3. Insurance should be separate from employment.
4. Insurance should actually be _insurance_. That is, it should pay off only on large expenses due to unexpected events. You use the HSA for routine stuff. You should never lose coverage because of illness, even when the expenses go on for years. (Unlike the current so-called insurance plans, which are sometimes comparable to a fire insurance policy that only paysfor rebuilding your house if you can get it done before they can cancel it at contract renewal time.) Get a serious condition that is only treatable, not curable, and your insurance company can neither get you off the books nor raise your rates.

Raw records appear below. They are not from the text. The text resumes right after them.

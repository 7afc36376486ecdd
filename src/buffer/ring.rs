//! Fixed-capacity circular buffer
//!
//! `RingBuffer` keeps the last `capacity` values pushed into it. Once full,
//! every new value overwrites the oldest one. Reads never consume: [`RingBuffer::get`]
//! returns an oldest-first copy and leaves the buffer untouched.
//!
//! The buffer does no locking of its own. The consumer pump serializes access
//! through the mutex in [`super::SharedXyBuffers`].

use crate::error::{Result, RtPlotError};

/// Fixed-capacity rolling window of samples
#[derive(Debug, Clone)]
pub struct RingBuffer<T> {
    data: Box<[T]>,
    /// Next write position, always in `0..capacity`
    end: usize,
    /// Number of valid elements, `min(total_puts, capacity)`
    len: usize,
}

impl<T: Copy + Default> RingBuffer<T> {
    /// Create a buffer holding at most `capacity` values
    pub fn new(capacity: usize) -> Result<Self> {
        if capacity == 0 {
            return Err(RtPlotError::Config(
                "RingBuffer requires a capacity greater than zero".to_string(),
            ));
        }
        let mut data = Vec::new();
        data.try_reserve_exact(capacity).map_err(|e| {
            RtPlotError::Config(format!(
                "Cannot allocate RingBuffer of capacity {}: {}",
                capacity, e
            ))
        })?;
        data.resize(capacity, T::default());
        Ok(Self {
            data: data.into_boxed_slice(),
            end: 0,
            len: 0,
        })
    }

    /// Push one value, overwriting the oldest when full
    #[inline]
    pub fn put(&mut self, value: T) {
        self.data[self.end] = value;
        self.end += 1;
        if self.end == self.data.len() {
            self.end = 0;
        }
        if self.len < self.data.len() {
            self.len += 1;
        }
    }

    /// Push a slice of values with at most two contiguous copies.
    ///
    /// Rejects slices longer than the capacity and leaves the buffer unchanged.
    pub fn put_list(&mut self, values: &[T]) -> Result<()> {
        let capacity = self.data.len();
        let count = values.len();
        if count > capacity {
            return Err(RtPlotError::Capacity {
                requested: count,
                capacity,
            });
        }

        let room = capacity - self.end;
        if count <= room {
            self.data[self.end..self.end + count].copy_from_slice(values);
            self.end += count;
        } else {
            let (head, tail) = values.split_at(room);
            self.data[self.end..].copy_from_slice(head);
            self.data[..tail.len()].copy_from_slice(tail);
            self.end = tail.len();
        }
        if self.end == capacity {
            self.end = 0;
        }

        self.len = (self.len + count).min(capacity);
        Ok(())
    }

    /// Drain an arbitrary iterator once, then push it as a list
    pub fn extend<I>(&mut self, values: I) -> Result<()>
    where
        I: IntoIterator<Item = T>,
    {
        let values: Vec<T> = values.into_iter().collect();
        self.put_list(&values)
    }

    /// Oldest-first copy of the current contents
    pub fn get(&self) -> Vec<T> {
        let mut out = Vec::with_capacity(self.len);
        self.copy_into(&mut out);
        out
    }

    /// Like [`get`](Self::get) but reuses the caller's allocation
    pub fn copy_into(&self, out: &mut Vec<T>) {
        out.clear();
        let (older, newer) = self.as_slices();
        out.extend_from_slice(older);
        out.extend_from_slice(newer);
    }

    /// The contents as two slices, oldest part first
    pub fn as_slices(&self) -> (&[T], &[T]) {
        if self.len < self.data.len() {
            (&self.data[..self.end], &[])
        } else {
            (&self.data[self.end..], &self.data[..self.end])
        }
    }

    /// Most recently pushed value
    pub fn last(&self) -> Option<T> {
        if self.len == 0 {
            return None;
        }
        let idx = if self.end == 0 {
            self.data.len() - 1
        } else {
            self.end - 1
        };
        Some(self.data[idx])
    }

    /// Forget every value; capacity is kept
    pub fn clear(&mut self) {
        self.end = 0;
        self.len = 0;
    }
}

impl<T> RingBuffer<T> {
    /// Number of valid values
    #[inline]
    pub fn len(&self) -> usize {
        self.len
    }

    #[inline]
    pub fn is_empty(&self) -> bool {
        self.len == 0
    }

    #[inline]
    pub fn capacity(&self) -> usize {
        self.data.len()
    }

    #[inline]
    pub fn is_full(&self) -> bool {
        self.len == self.data.len()
    }
}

5. Insurance must be portable between states. You change jobs and move to another state, and you have the option of taking your insurance with you. If they don't have "in network" providers in your new area, including any specialists you need, they'll have to treat all the providers as "in network". Insurance companies will have one out - they can negotiate with other insurers to transfer your policy to one with a better local presence, but coverage must be as good or better, and the premiums can go up only to the extent that the federal plan ("CrappyCare", see below) rates the new location as a higher cost area.
6. Finally, what happens when the uninsured get sick (and don't have enough in their HSA and bank accounts), and what happens to people that never make enough to cover their medical expenses? We'll provide for them, but not generously:
7. Emergency rooms are still required to provide care for anyone brought in with a medical emergency. Hey, if someone conks you over the head and steals your wallet, you want to be cared for until you wake up and can tell them how you're going to pay. But they are no longer providing free care for the indigent and irresponsible, and no longer allowed to inflate the paying customers' bills to make up for the deadbeats. Instead, unpaid charges can be sold to the IRS for collection, at a 10% discount. (Preferably this is tied to a tax code simplification, so the IRS can transfer staff rather than expand.) There are limits on the amount, and an appropriation to cover those debts that cannot be collected, but lets make it quite clear that misusing an emergency room for a "free" visit to the doctor's office is going to cost you.
8. The ultimate fallback: CrappyCare (the federal healthplan, like an expanded Medicaid). Politicians will make a nicer name for it, but let's be honest in these pages: government insurance either busts the budget by allowing providers to raise their rates and "do everything possible", or it is crappy. Everyone is eligible, but there is a means-tested premium; it's only free for the very poor. You can pay from an HSA or with a checkoff on your income tax return. Pre-existing conditions are covered, and you can even sign up in the emergency room and have that and other recent expenses covered, but if you were uninsured before, you owe premiums for the last three years. Once again, if you need treatment now, you get it (whatever CrappyCare will pay for), and can pay later, but you do have to pay it and the IRS is the debt collector.
markm at April 28, 2016 7:01 AM
"I suggest putting caps on the mortgage tax deduction, so it is no longer an incentive for the very rich to buy ridiculously bloated mansions, nor for the upper middle class to buy more house than they can afford and call it an investment. "
For most of the people you're talking about, I think it is already effectively capped by the rules that limit deduction use above a certain income cutoff.
Cousin Dave at April 28, 2016 7:53 AM
markm: Covered at my link. Nice to see agreement!